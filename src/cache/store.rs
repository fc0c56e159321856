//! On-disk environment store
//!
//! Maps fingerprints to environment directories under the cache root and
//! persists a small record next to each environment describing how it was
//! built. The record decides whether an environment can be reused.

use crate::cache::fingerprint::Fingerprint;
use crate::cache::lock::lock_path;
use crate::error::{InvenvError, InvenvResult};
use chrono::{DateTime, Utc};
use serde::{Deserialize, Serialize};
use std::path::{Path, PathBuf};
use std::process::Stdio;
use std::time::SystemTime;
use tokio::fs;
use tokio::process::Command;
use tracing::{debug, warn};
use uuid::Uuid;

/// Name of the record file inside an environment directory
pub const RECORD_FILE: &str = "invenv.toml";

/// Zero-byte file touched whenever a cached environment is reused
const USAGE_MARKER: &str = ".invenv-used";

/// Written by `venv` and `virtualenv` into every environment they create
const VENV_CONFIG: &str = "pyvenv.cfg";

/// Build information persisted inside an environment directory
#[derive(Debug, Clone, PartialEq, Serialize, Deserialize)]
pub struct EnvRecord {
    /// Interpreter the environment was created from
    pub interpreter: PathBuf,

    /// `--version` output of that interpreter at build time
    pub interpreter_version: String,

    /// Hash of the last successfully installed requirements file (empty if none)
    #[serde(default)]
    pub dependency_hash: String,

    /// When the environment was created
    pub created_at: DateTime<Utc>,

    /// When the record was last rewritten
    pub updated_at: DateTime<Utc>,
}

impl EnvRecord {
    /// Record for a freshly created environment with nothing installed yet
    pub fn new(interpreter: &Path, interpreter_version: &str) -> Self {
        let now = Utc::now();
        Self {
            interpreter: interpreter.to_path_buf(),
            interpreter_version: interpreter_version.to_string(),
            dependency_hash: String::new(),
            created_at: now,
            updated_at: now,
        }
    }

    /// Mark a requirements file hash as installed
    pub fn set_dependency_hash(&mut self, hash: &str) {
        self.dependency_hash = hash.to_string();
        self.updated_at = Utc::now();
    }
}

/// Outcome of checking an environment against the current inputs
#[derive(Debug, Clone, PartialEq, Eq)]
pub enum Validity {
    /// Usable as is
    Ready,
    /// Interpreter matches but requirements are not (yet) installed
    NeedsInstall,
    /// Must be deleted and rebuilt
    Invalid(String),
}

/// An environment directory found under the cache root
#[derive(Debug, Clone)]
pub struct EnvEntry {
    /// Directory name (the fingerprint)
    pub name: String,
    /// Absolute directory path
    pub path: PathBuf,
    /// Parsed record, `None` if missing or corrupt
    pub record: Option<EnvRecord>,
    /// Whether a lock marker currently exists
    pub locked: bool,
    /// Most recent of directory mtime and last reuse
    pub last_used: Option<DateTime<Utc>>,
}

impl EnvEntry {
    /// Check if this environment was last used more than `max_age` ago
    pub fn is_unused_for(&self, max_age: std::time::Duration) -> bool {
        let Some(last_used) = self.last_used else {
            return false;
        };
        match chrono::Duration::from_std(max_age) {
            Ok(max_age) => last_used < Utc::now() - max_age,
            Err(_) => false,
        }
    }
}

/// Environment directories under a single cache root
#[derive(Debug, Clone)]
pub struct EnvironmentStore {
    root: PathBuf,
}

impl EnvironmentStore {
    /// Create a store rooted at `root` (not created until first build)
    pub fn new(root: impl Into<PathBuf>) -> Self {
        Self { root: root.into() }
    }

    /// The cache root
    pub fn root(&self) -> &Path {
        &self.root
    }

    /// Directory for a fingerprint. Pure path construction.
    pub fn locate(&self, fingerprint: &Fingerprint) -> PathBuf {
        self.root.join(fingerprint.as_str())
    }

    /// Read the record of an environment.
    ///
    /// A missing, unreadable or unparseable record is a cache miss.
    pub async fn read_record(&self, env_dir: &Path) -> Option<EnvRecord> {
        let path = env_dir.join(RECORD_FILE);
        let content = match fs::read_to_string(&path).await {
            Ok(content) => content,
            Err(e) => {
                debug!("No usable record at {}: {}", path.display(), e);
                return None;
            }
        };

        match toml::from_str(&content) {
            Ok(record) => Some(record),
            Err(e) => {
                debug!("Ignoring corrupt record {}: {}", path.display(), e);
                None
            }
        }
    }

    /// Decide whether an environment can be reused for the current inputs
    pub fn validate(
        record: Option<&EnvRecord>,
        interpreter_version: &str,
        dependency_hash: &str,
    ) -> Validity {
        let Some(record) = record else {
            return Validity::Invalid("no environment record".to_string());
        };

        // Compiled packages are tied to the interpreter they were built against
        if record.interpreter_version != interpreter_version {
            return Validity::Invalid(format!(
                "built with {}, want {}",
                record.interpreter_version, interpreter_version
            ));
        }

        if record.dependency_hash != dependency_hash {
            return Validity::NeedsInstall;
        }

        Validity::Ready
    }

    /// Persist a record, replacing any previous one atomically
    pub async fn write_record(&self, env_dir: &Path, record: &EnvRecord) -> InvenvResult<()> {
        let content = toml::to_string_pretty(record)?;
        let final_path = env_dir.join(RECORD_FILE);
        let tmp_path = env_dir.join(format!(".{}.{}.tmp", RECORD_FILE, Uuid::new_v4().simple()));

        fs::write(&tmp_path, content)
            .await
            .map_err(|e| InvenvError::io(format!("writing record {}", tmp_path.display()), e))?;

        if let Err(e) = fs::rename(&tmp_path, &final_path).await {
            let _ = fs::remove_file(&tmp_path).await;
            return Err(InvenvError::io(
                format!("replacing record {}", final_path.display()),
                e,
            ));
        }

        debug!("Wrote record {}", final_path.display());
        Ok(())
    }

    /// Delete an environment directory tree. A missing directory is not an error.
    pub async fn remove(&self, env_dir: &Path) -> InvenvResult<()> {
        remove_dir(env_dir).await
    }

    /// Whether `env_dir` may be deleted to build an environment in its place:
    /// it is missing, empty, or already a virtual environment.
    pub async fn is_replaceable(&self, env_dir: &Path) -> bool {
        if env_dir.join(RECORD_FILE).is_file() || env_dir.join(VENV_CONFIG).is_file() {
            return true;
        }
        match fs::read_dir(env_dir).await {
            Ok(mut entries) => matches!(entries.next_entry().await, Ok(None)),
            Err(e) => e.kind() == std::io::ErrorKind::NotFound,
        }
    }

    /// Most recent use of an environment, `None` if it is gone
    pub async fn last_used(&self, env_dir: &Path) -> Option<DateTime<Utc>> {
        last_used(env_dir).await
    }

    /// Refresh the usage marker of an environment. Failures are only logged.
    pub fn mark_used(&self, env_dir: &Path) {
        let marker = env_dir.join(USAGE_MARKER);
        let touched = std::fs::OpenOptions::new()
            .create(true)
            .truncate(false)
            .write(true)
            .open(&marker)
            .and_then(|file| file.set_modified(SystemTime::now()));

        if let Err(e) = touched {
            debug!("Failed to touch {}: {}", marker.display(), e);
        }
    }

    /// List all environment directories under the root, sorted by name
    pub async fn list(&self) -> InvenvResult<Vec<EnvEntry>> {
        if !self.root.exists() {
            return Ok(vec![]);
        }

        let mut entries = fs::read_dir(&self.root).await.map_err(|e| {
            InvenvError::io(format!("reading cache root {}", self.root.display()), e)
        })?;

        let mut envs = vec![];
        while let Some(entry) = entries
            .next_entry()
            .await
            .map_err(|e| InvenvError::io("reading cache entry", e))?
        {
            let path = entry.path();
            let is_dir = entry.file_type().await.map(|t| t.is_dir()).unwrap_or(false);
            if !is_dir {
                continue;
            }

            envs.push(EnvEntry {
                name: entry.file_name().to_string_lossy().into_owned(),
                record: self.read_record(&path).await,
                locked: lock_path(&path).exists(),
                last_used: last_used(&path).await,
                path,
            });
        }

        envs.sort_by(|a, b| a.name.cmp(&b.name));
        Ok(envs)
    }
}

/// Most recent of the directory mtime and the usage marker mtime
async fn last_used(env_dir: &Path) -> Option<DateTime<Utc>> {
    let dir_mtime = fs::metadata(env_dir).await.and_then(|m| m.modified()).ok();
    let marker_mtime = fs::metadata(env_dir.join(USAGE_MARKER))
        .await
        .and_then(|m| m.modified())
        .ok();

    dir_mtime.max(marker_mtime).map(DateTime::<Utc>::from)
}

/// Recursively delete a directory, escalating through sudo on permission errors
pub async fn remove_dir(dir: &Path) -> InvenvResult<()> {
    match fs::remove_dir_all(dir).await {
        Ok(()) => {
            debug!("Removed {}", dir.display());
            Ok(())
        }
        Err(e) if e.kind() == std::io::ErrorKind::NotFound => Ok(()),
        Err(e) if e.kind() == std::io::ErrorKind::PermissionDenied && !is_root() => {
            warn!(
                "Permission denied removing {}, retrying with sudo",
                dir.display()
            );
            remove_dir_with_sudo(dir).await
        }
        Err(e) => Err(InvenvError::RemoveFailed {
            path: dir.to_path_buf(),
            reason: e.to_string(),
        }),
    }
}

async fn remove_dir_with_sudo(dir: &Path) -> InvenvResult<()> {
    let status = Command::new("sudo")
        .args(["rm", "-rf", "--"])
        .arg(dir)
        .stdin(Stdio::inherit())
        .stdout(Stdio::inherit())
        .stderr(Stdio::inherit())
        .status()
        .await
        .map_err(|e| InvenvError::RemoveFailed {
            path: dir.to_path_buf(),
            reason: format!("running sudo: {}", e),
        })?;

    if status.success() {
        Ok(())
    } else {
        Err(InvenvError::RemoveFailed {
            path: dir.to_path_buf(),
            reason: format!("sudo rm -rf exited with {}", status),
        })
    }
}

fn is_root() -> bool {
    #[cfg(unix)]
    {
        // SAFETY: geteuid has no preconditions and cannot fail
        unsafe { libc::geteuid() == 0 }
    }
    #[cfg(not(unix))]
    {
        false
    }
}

* * *

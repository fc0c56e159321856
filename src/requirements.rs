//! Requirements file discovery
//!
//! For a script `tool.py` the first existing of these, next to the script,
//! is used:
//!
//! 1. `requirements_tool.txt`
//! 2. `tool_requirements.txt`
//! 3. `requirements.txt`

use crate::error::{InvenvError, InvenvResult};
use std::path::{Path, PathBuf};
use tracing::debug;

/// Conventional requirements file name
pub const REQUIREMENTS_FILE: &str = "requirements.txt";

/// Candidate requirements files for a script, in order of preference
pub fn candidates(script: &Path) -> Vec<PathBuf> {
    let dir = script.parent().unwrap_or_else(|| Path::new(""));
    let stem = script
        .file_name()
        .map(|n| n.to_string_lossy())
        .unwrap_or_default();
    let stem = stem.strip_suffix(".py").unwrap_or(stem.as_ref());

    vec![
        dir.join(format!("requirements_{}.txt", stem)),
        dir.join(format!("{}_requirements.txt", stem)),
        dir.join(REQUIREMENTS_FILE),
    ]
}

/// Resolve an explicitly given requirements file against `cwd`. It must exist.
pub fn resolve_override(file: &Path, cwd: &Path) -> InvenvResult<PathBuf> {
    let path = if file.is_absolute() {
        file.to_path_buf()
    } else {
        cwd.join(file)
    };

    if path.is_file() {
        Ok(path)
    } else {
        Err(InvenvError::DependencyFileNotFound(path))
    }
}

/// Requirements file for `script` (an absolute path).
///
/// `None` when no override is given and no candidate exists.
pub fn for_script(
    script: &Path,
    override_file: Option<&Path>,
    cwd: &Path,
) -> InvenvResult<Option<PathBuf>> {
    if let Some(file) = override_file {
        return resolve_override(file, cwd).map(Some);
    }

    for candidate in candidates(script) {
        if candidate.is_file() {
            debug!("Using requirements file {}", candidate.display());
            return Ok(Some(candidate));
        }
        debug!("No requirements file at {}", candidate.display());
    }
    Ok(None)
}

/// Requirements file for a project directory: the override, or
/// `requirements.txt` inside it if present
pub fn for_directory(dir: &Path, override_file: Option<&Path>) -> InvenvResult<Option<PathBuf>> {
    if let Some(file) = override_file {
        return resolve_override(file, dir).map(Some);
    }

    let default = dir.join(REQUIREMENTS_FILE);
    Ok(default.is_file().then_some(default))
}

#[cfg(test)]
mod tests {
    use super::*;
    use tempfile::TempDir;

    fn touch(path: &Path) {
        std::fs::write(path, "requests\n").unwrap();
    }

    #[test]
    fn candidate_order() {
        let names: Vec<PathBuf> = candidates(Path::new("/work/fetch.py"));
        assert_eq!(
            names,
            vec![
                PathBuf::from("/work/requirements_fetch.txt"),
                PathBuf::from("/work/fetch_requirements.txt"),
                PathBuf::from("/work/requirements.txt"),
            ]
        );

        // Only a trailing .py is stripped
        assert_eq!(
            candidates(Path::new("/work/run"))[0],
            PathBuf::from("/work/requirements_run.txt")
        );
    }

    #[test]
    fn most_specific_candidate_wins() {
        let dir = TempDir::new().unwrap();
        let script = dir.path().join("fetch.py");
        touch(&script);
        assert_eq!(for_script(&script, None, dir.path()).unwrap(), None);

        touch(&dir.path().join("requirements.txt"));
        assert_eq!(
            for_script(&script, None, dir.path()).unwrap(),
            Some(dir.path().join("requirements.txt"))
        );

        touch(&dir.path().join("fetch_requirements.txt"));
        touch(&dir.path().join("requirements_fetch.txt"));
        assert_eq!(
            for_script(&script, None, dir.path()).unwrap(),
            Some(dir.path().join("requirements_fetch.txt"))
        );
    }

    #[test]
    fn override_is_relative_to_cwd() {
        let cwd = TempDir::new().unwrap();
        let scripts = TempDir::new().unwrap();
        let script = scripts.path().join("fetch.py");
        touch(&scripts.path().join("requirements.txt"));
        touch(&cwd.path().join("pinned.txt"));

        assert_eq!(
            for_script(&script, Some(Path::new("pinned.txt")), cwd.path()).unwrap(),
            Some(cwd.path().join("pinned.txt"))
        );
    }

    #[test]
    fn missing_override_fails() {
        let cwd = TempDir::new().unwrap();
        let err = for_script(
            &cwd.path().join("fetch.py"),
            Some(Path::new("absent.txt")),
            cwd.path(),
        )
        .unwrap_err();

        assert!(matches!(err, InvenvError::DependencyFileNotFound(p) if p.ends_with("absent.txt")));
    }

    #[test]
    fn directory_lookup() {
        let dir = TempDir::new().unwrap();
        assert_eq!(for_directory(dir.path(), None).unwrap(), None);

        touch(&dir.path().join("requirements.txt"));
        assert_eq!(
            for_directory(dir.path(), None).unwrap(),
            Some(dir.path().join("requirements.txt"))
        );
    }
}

** ASSIGNMENT **
Scan the records above and report every line with the string "ErrorKind".

** TASK SOLUTION **
            Err(e) => e.kind() == std::io::ErrorKind::NotFound,
        Err(e) if e.kind() == std::io::ErrorKind::NotFound => Ok(()),
        Err(e) if e.kind() == std::io::ErrorKind::PermissionDenied && !is_root() => {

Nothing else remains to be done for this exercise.